■ How to complete this task
Reproduce, exactly, the lines of the material below from the line containing "use crate::bitbase::cli::BitbaseArgs;" through the line containing "so option changes", with both end lines included and nothing else.

=-=-=

use crate::{
    board::board::Board,
    types::{
        pieces::{Color, Piece, PieceName},
        square::Square,
    },
};

use super::signature::PieceSignature;

pub const MAX_PIECES: usize = 10;

/// Pieces of one endgame in canonical order: white king, black king, then
/// the rest sorted so identical pieces sit next to each other and pawns
/// come before all other piece types. The indexing scheme depends on that
/// order being stable.
#[derive(Clone, Debug, PartialEq, Eq)]
pub struct PieceList {
    pieces: [Piece; MAX_PIECES],
    squares: [Square; MAX_PIECES],
    num_pieces: usize,
    num_pawns: usize,
}

impl Default for PieceList {
    fn default() -> Self {
        Self {
            pieces: [Piece::None; MAX_PIECES],
            squares: [Square(0); MAX_PIECES],
            num_pieces: 0,
            num_pawns: 0,
        }
    }
}

impl PieceList {
    /// Builds the list from a piece string such as "KRPKP"
    pub fn from_string(piece_string: &str) -> Option<Self> {
        let sig = PieceSignature::parse(piece_string)?;
        Some(Self::from_signature(sig))
    }

    pub fn from_signature(sig: PieceSignature) -> Self {
        let mut list = Self::default();
        list.add(Piece::WhiteKing, Square(0));
        list.add(Piece::BlackKing, Square(0));
        for color in Color::iter() {
            for piece in PieceName::iter().take(5) {
                for _ in 0..sig.count(color, piece) {
                    list.add(Piece::new(piece, color), Square(0));
                }
            }
        }
        list.sort();
        list
    }

    pub fn from_board(board: &Board) -> Self {
        let mut list = Self::default();
        list.add(Piece::WhiteKing, board.king_square(Color::White));
        list.add(Piece::BlackKing, board.king_square(Color::Black));
        for color in Color::iter() {
            for piece in PieceName::iter().take(5) {
                for sq in board.bitboard(color, piece) {
                    list.add(Piece::new(piece, color), sq);
                }
            }
        }
        list.sort();
        list
    }

    fn add(&mut self, piece: Piece, square: Square) {
        debug_assert!(self.num_pieces < MAX_PIECES);
        self.pieces[self.num_pieces] = piece;
        self.squares[self.num_pieces] = square;
        self.num_pieces += 1;
        if piece.name() == PieceName::Pawn {
            self.num_pawns += 1;
        }
    }

    pub fn piece(&self, no: usize) -> Piece {
        if no < self.num_pieces {
            self.pieces[no]
        } else {
            Piece::None
        }
    }

    pub fn square(&self, no: usize) -> Square {
        self.squares[no]
    }

    pub fn set_square(&mut self, no: usize, square: Square) {
        self.squares[no] = square;
    }

    pub fn num_pieces(&self) -> usize {
        self.num_pieces
    }

    pub fn num_pawns(&self) -> usize {
        self.num_pawns
    }

    pub fn num_non_pawns(&self) -> usize {
        self.num_pieces - self.num_pawns
    }

    /// Count of identical pieces starting at `no`
    pub fn same_kind_run(&self, no: usize) -> usize {
        let piece = self.piece(no);
        (no..self.num_pieces).take_while(|&i| self.pieces[i] == piece).count()
    }

    pub fn signature(&self) -> PieceSignature {
        let mut s = String::from("K");
        for i in 2..self.num_pieces {
            if self.pieces[i].color() == Color::White {
                s.push(self.pieces[i].name().char());
            }
        }
        s.push('K');
        for i in 2..self.num_pieces {
            if self.pieces[i].color() == Color::Black {
                s.push(self.pieces[i].name().char());
            }
        }
        PieceSignature::parse(&s).expect("piece list forms a valid signature")
    }

    pub fn piece_string(&self) -> String {
        self.signature().to_string()
    }

    /// Drops a non-king piece
    pub fn remove_piece(&mut self, no: usize) {
        debug_assert!(no >= 2 && no < self.num_pieces);
        if self.pieces[no].name() == PieceName::Pawn {
            self.num_pawns -= 1;
        }
        for i in no..self.num_pieces - 1 {
            self.pieces[i] = self.pieces[i + 1];
            self.squares[i] = self.squares[i + 1];
        }
        self.num_pieces -= 1;
    }

    /// Replaces a pawn with its promoted piece and restores the canonical
    /// order
    pub fn promote_pawn(&mut self, no: usize, promote_to: PieceName) {
        debug_assert!(self.pieces[no].name() == PieceName::Pawn);
        self.pieces[no] = Piece::new(promote_to, self.pieces[no].color());
        self.num_pawns -= 1;
        self.sort();
    }

    /// Mirrors the material: colors swap and every square flips vertically.
    /// Used to probe a position from the other side's bitbase.
    pub fn to_symmetric(&self) -> Self {
        let mut sym = Self::default();
        // White king slot must come first again after the swap
        sym.add(Piece::WhiteKing, self.squares[1].flip_vertical());
        sym.add(Piece::BlackKing, self.squares[0].flip_vertical());
        for i in 2..self.num_pieces {
            let flipped = Piece::new(self.pieces[i].name(), !self.pieces[i].color());
            sym.add(flipped, self.squares[i].flip_vertical());
        }
        sym.sort();
        sym
    }

    /// Stable sort of everything behind the kings by piece code; identical
    /// pieces end up adjacent, pawns in front of the other types
    fn sort(&mut self) {
        if self.num_pieces <= 3 {
            return;
        }
        for outer in (3..self.num_pieces).rev() {
            for inner in 3..=outer {
                if self.pieces[inner - 1] as u8 > self.pieces[inner] as u8 {
                    self.pieces.swap(inner - 1, inner);
                    self.squares.swap(inner - 1, inner);
                }
            }
        }
    }
}

#[cfg(test)]
mod piece_list_tests {
    use super::*;

    #[test]
    fn string_round_trip() {
        for s in ["KPK", "KQKP", "KRPKR", "KQQKQ", "KPPKP"] {
            let list = PieceList::from_string(s).unwrap();
            assert_eq!(list.piece_string(), s);
        }
    }

    #[test]
    fn canonical_order_groups_pieces() {
        let list = PieceList::from_string("KQPKQ").unwrap();
        assert_eq!(list.piece(0), Piece::WhiteKing);
        assert_eq!(list.piece(1), Piece::BlackKing);
        // Pawns sort before queens, white queens before black queens
        assert_eq!(list.piece(2), Piece::WhitePawn);
        assert_eq!(list.piece(3), Piece::WhiteQueen);
        assert_eq!(list.piece(4), Piece::BlackQueen);
    }

    #[test]
    fn board_and_string_agree() {
        let board = Board::from_fen("4k3/8/8/8/8/8/4P3/4K3 w - - 0 1");
        let list = PieceList::from_board(&board);
        assert_eq!(list.piece_string(), "KPK");
        assert_eq!(list.square(0), Square(4));
        assert_eq!(list.square(1), Square(60));
        assert_eq!(list.square(2), Square(12));
    }

    #[test]
    fn symmetric_flips_colors_and_squares() {
        let board = Board::from_fen("4k3/8/8/8/8/8/4P3/4K3 w - - 0 1");
        let sym = PieceList::from_board(&board).to_symmetric();
        assert_eq!(sym.piece_string(), "KKP");
        assert_eq!(sym.piece(0), Piece::WhiteKing);
        // The old white king at e1 becomes the black king at e8
        assert_eq!(sym.square(1), Square(4).flip_vertical());
        assert_eq!(sym.square(2), Square(12).flip_vertical());
    }

    #[test]
    fn promotion_restores_order() {
        let mut list = PieceList::from_string("KPPK").unwrap();
        list.promote_pawn(2, PieceName::Queen);
        assert_eq!(list.piece_string(), "KQPK");
        assert_eq!(list.piece(2), Piece::WhitePawn);
        assert_eq!(list.piece(3), Piece::WhiteQueen);
    }

    #[test]
    fn same_kind_runs() {
        let list = PieceList::from_string("KQQKQ").unwrap();
        assert_eq!(list.same_kind_run(2), 2);
        assert_eq!(list.same_kind_run(4), 1);
    }
}
use crate::{
    board::board::Board,
    moves::{attack_boards::pawn_attacks, magics::{bishop_attacks, rook_attacks}, moves::Move},
    types::{bitboard::Bitboard, pieces::{Piece, PieceName}},
};

/// Static exchange evaluation: plays out the capture sequence on the
/// destination square, both sides recapturing with their cheapest attacker
/// and standing pat when that is better. Returns whether the exchange beats
/// `threshold`.
pub fn see(board: &Board, m: Move, threshold: i32) -> bool {
    let from = m.from();
    let to = m.to();

    let mut val = if m.capture() == Piece::None { -threshold } else { m.capture().value() - threshold };
    if val < 0 {
        return false;
    }

    val -= m.piece_moving().value();
    if val >= 0 {
        return true;
    }

    let mut occupied = (board.occupancies() ^ from.bitboard()) | to.bitboard();
    let mut attackers = board.attackers(to, occupied) & occupied;

    let bishops = board.piece(PieceName::Bishop) | board.piece(PieceName::Queen);
    let rooks = board.piece(PieceName::Rook) | board.piece(PieceName::Queen);

    let mut to_move = !board.stm;

    loop {
        attackers &= occupied;

        let my_attackers = attackers & board.color(to_move);
        if my_attackers == Bitboard::EMPTY {
            break;
        }

        // Recapture with the least valuable attacker first
        let mut cheapest = PieceName::King;
        for p in PieceName::iter() {
            if my_attackers & board.piece(p) != Bitboard::EMPTY {
                cheapest = p;
                break;
            }
        }

        to_move = !to_move;
        val = -val - 1 - cheapest.value();
        if val >= 0 {
            if cheapest == PieceName::King && (attackers & board.color(to_move) != Bitboard::EMPTY) {
                // The king cannot legally recapture into remaining attackers
                to_move = !to_move;
            }
            break;
        }

        occupied ^= (my_attackers & board.piece(cheapest)).lsb().bitboard();

        // Remove blockers and pick up x-ray attackers behind the piece that
        // just captured
        if matches!(cheapest, PieceName::Pawn | PieceName::Bishop | PieceName::Queen) {
            attackers |= bishop_attacks(to, occupied) & bishops;
        }
        if matches!(cheapest, PieceName::Rook | PieceName::Queen) {
            attackers |= rook_attacks(to, occupied) & rooks;
        }
    }

    to_move != board.stm
}

/// The cheap pre-filter: a capture is treated as losing when the moving
/// piece outvalues its victim and the destination square is guarded by an
/// enemy pawn
pub fn losing_capture(board: &Board, m: Move) -> bool {
    if m.capture() == Piece::None {
        return false;
    }
    let mover = m.piece_moving();
    if mover.value() <= m.capture().value() {
        return false;
    }
    let enemy_pawns = board.bitboard(!board.stm, PieceName::Pawn);
    pawn_attacks(m.to(), board.stm) & enemy_pawns != Bitboard::EMPTY
}

#[cfg(test)]
mod see_tests {
    use super::*;
    use crate::moves::moves::from_lan;

    #[test]
    fn winning_exchange() {
        let board = Board::from_fen("4k3/8/4p3/3p4/8/8/8/3RK3 w - - 0 1");
        let m = from_lan("d1d5", &board);
        // Rook takes pawn, pawn recaptures: losing for the rook
        assert!(!see(&board, m, 0));

        let board = Board::from_fen("4k3/8/8/3p4/8/8/8/3RK3 w - - 0 1");
        let m = from_lan("d1d5", &board);
        assert!(see(&board, m, 0));
    }

    #[test]
    fn xray_attackers_count() {
        // Doubled rooks on both sides; grabbing the pawn loses the exchange
        // sequence once the x-rays join in
        let board = Board::from_fen("3r4/3r4/8/3p4/8/8/3R4/3RK1k1 w - - 0 1");
        let m = from_lan("d2d5", &board);
        assert!(!see(&board, m, 0));
        // With only one defender the capture holds
        let board = Board::from_fen("3r4/8/8/3p4/8/8/3R4/3RK1k1 w - - 0 1");
        let m = from_lan("d2d5", &board);
        assert!(see(&board, m, 0));
    }

    #[test]
    fn light_see_flags_pawn_defence() {
        let board = Board::from_fen("4k3/8/2p5/3p4/8/8/8/3QK3 w - - 0 1");
        let m = from_lan("d1d5", &board);
        assert!(losing_capture(&board, m));

        let board = Board::from_fen("4k3/8/8/3p4/8/8/8/3QK3 w - - 0 1");
        let m = from_lan("d1d5", &board);
        assert!(!losing_capture(&board, m));
    }
}
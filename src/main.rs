#![allow(clippy::module_inception)]
#![allow(clippy::cast_possible_truncation)]

mod bench;
mod bitbase;
mod board;
mod engine;
mod eval;
mod moves;
mod search;
mod types;

use crate::bench::bench;
use crate::bitbase::cli::BitbaseArgs;
use crate::engine::uci::main_loop;
use clap::Parser;
use std::env;

fn main() {
    env_logger::init();

    let args: Vec<String> = env::args().collect();
    match args.get(1).map(String::as_str) {
        Some("bench") => bench(),
        Some("bitbase") => {
            let parsed = BitbaseArgs::parse_from(&args[1..]);
            bitbase::cli::run(&parsed);
        }
        _ => main_loop(),
    }
}
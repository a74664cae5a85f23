use std::{
    io,
    path::PathBuf,
    sync::{
        atomic::{AtomicBool, AtomicU64, Ordering},
        Arc, Mutex,
    },
    thread,
    time::Duration,
};

use itertools::Itertools;

use crate::{
    bitbase::reader::BitbaseReader,
    board::{
        board::Board,
        fen::{parse_fen_from_buffer, STARTING_FEN},
    },
    engine::{
        perft::perft,
        transposition::{TranspositionTable, DEFAULT_TABLE_SIZE_MB},
    },
    moves::moves::from_lan,
    search::{
        clock::{ClockManager, ClockSetting},
        history::HistoryTable,
        search::search,
        thread::ThreadData,
        LmrTable,
    },
    types::pieces::Color,
};

/// Standard set of endings loaded when a bitbase directory is configured
const DEFAULT_BITBASE_PATTERNS: [&str; 3] = ["K*K", "K*K*", "K**K"];

/// Everything a running search shares with the command loop
struct EngineState {
    tt: Arc<TranspositionTable>,
    reader: Arc<BitbaseReader>,
    lmr: Arc<LmrTable>,
    halt: Arc<AtomicBool>,
    ponder_hit: Arc<AtomicBool>,
    global_nodes: Arc<AtomicU64>,
    history: Arc<Mutex<HistoryTable>>,
    threads: usize,
    multi_pv: usize,
    bitbase_path: Option<PathBuf>,
    bitbase_patterns: Vec<String>,
}

impl EngineState {
    /// Bitbases cannot be mutated under a running search, so option changes
    /// build a fresh registry and swap the handle
    fn rebuild_reader(&mut self) {
        let Some(path) = &self.bitbase_path else { return };
        let mut reader = BitbaseReader::new(path);
        let patterns: Vec<&str> = DEFAULT_BITBASE_PATTERNS
            .into_iter()
            .chain(self.bitbase_patterns.iter().map(String::as_str))
            .collect();
        reader.load_patterns(&patterns, false);
        self.reader = Arc::new(reader);
    }
}

/// Main loop handling UCI communication with a front-end
pub fn main_loop() -> ! {
    let mut board = Board::from_fen(STARTING_FEN);
    let mut hash_history = vec![board.zobrist_hash];
    let mut state = EngineState {
        tt: Arc::new(TranspositionTable::new(DEFAULT_TABLE_SIZE_MB)),
        reader: Arc::new(BitbaseReader::default()),
        lmr: Arc::new(LmrTable::default()),
        halt: Arc::new(AtomicBool::new(false)),
        ponder_hit: Arc::new(AtomicBool::new(false)),
        global_nodes: Arc::new(AtomicU64::new(0)),
        history: Arc::new(Mutex::new(HistoryTable::default())),
        threads: 1,
        multi_pv: 1,
        bitbase_path: None,
        bitbase_patterns: Vec::new(),
    };

    let mut buffer = String::new();
    loop {
        buffer.clear();
        if io::stdin().read_line(&mut buffer).unwrap_or(0) == 0 {
            std::process::exit(0);
        }
        let tokens: Vec<&str> = buffer.split_whitespace().collect();
        let Some(&command) = tokens.first() else { continue };

        match command {
            "uci" => {
                println!("id name Aplite");
                println!("id author the Aplite developers");
                println!("option name Hash type spin default {DEFAULT_TABLE_SIZE_MB} min 1 max 8192");
                println!("option name Threads type spin default 1 min 1 max 64");
                println!("option name MultiPV type spin default 1 min 1 max 64");
                println!("option name BitbasePath type string default <empty>");
                println!("option name BitbasePieces type string default <empty>");
                println!("uciok");
            }
            "isready" => println!("readyok"),
            "ucinewgame" => {
                board = Board::from_fen(STARTING_FEN);
                hash_history = vec![board.zobrist_hash];
                state.tt.clear();
                state.history.lock().unwrap().clear();
            }
            "setoption" => {
                handle_setoption(&tokens, &mut state);
            }
            "position" => {
                (board, hash_history) = parse_position(&tokens, &buffer);
            }
            "go" => {
                if tokens.get(1) == Some(&"perft") {
                    let depth = tokens.get(2).and_then(|t| t.parse().ok()).unwrap_or(1);
                    perft(&board, depth);
                } else {
                    handle_go(&tokens, &board, &hash_history, &state);
                }
            }
            "stop" => state.halt.store(true, Ordering::Relaxed),
            "ponderhit" => state.ponder_hit.store(true, Ordering::Relaxed),
            "d" => println!("{board}"),
            "quit" => std::process::exit(0),
            _ => println!("info string unknown command {command}"),
        }
    }
}

fn handle_setoption(tokens: &[&str], state: &mut EngineState) {
    let name = tokens.iter().position(|&t| t == "name").and_then(|i| tokens.get(i + 1));
    let value = tokens.iter().position(|&t| t == "value").and_then(|i| tokens.get(i + 1));
    let (Some(&name), Some(&value)) = (name, value) else {
        println!("info string malformed setoption");
        return;
    };

    match name {
        "Hash" => {
            if let Ok(mb) = value.parse::<usize>() {
                state.tt = Arc::new(TranspositionTable::new(mb));
            }
        }
        "Threads" => {
            if let Ok(t) = value.parse::<usize>() {
                state.threads = t.clamp(1, 64);
            }
        }
        "MultiPV" => {
            if let Ok(k) = value.parse::<usize>() {
                state.multi_pv = k.clamp(1, 64);
            }
        }
        "BitbasePath" => {
            state.bitbase_path = Some(PathBuf::from(value));
            state.rebuild_reader();
        }
        "BitbasePieces" => {
            state.bitbase_patterns.push(value.to_string());
            state.rebuild_reader();
        }
        _ => println!("info string unknown option {name}"),
    }
}

fn parse_position(tokens: &[&str], buffer: &str) -> (Board, Vec<u64>) {
    let mut board = if buffer.contains("fen") {
        Board::from_fen(&parse_fen_from_buffer(tokens))
    } else {
        Board::from_fen(STARTING_FEN)
    };
    let mut hash_history = vec![board.zobrist_hash];

    if let Some(moves_at) = tokens.iter().position(|&t| t == "moves") {
        for move_str in &tokens[moves_at + 1..] {
            let m = from_lan(move_str, &board);
            assert!(board.make_move(m), "front-end sent illegal move {move_str}");
            hash_history.push(board.zobrist_hash);
        }
    }
    (board, hash_history)
}

fn parse_go(tokens: &[&str], stm: Color, moves_played: usize) -> ClockSetting {
    let mut setting = ClockSetting { moves_played: moves_played as i32, ..ClockSetting::default() };
    let mut pairs = tokens.iter().skip(1).tuples();
    while let Some((&key, &value)) = pairs.next() {
        let millis = || value.parse().map(Duration::from_millis).unwrap_or_default();
        match (key, stm) {
            ("wtime", Color::White) | ("btime", Color::Black) => setting.time_left = millis(),
            ("winc", Color::White) | ("binc", Color::Black) => setting.increment = millis(),
            ("movestogo", _) => setting.moves_to_go = value.parse().unwrap_or(0),
            ("depth", _) => setting.depth_limit = value.parse().unwrap_or(0),
            ("nodes", _) => setting.node_target = value.parse().unwrap_or(0),
            ("movetime", _) => setting.exact_time_per_move = value.parse().ok().map(Duration::from_millis),
            _ => (),
        }
    }
    setting.analyze = tokens.contains(&"infinite");
    setting.ponder = tokens.contains(&"ponder");
    setting
}

/// Launches the search on detached threads so the loop stays responsive to
/// `stop` and `ponderhit`
fn handle_go(tokens: &[&str], board: &Board, hash_history: &[u64], state: &EngineState) {
    state.halt.store(false, Ordering::Relaxed);
    state.ponder_hit.store(false, Ordering::Relaxed);
    state.global_nodes.store(0, Ordering::Relaxed);

    let setting = parse_go(tokens, board.stm, hash_history.len());
    let board = *board;
    let hash_history = hash_history.to_vec();
    let tt = Arc::clone(&state.tt);
    let reader = Arc::clone(&state.reader);
    let lmr = Arc::clone(&state.lmr);
    let halt = Arc::clone(&state.halt);
    let ponder_hit = Arc::clone(&state.ponder_hit);
    let global_nodes = Arc::clone(&state.global_nodes);
    let history = Arc::clone(&state.history);
    let threads = state.threads;
    let multi_pv = state.multi_pv;

    thread::spawn(move || {
        thread::scope(|s| {
            for idx in 1..threads {
                let mut td = ThreadData::new(&halt, hash_history.clone(), idx, &lmr, &global_nodes);
                // Helpers never self-terminate; the main thread's halt flag
                // reaps them
                td.clock = ClockManager::start_calculating_move(ClockSetting { analyze: true, ..setting });
                td.history = history.lock().unwrap().clone();
                let (tt, reader, board) = (&tt, &reader, &board);
                s.spawn(move || {
                    search(&mut td, false, board, tt, reader, 1);
                });
            }

            let mut td = ThreadData::new(&halt, hash_history.clone(), 0, &lmr, &global_nodes);
            td.ponder_hit = Some(&ponder_hit);
            td.clock = ClockManager::start_calculating_move(setting);
            td.history = history.lock().unwrap().clone();
            let report = search(&mut td, true, &board, &tt, &reader, multi_pv);
            halt.store(true, Ordering::Relaxed);

            match report.ponder {
                Some(ponder) => {
                    println!("bestmove {} ponder {}", report.best_move.to_lan(), ponder.to_lan());
                }
                None => println!("bestmove {}", report.best_move.to_lan()),
            }

            *history.lock().unwrap() = td.history.clone();
        });
        tt.age_up();
    });
}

=-=-=

■ Exercise output
use crate::bitbase::cli::BitbaseArgs;
use crate::engine::uci::main_loop;
use clap::Parser;
use std::env;

fn main() {
    env_logger::init();

    let args: Vec<String> = env::args().collect();
    match args.get(1).map(String::as_str) {
        Some("bench") => bench(),
        Some("bitbase") => {
            let parsed = BitbaseArgs::parse_from(&args[1..]);
            bitbase::cli::run(&parsed);
        }
        _ => main_loop(),
    }
}
repository a74664cae5a85f23
use std::{
    io,
    path::PathBuf,
    sync::{
        atomic::{AtomicBool, AtomicU64, Ordering},
        Arc, Mutex,
    },
    thread,
    time::Duration,
};

use itertools::Itertools;

use crate::{
    bitbase::reader::BitbaseReader,
    board::{
        board::Board,
        fen::{parse_fen_from_buffer, STARTING_FEN},
    },
    engine::{
        perft::perft,
        transposition::{TranspositionTable, DEFAULT_TABLE_SIZE_MB},
    },
    moves::moves::from_lan,
    search::{
        clock::{ClockManager, ClockSetting},
        history::HistoryTable,
        search::search,
        thread::ThreadData,
        LmrTable,
    },
    types::pieces::Color,
};

/// Standard set of endings loaded when a bitbase directory is configured
const DEFAULT_BITBASE_PATTERNS: [&str; 3] = ["K*K", "K*K*", "K**K"];

/// Everything a running search shares with the command loop
struct EngineState {
    tt: Arc<TranspositionTable>,
    reader: Arc<BitbaseReader>,
    lmr: Arc<LmrTable>,
    halt: Arc<AtomicBool>,
    ponder_hit: Arc<AtomicBool>,
    global_nodes: Arc<AtomicU64>,
    history: Arc<Mutex<HistoryTable>>,
    threads: usize,
    multi_pv: usize,
    bitbase_path: Option<PathBuf>,
    bitbase_patterns: Vec<String>,
}

impl EngineState {
    /// Bitbases cannot be mutated under a running search, so option changes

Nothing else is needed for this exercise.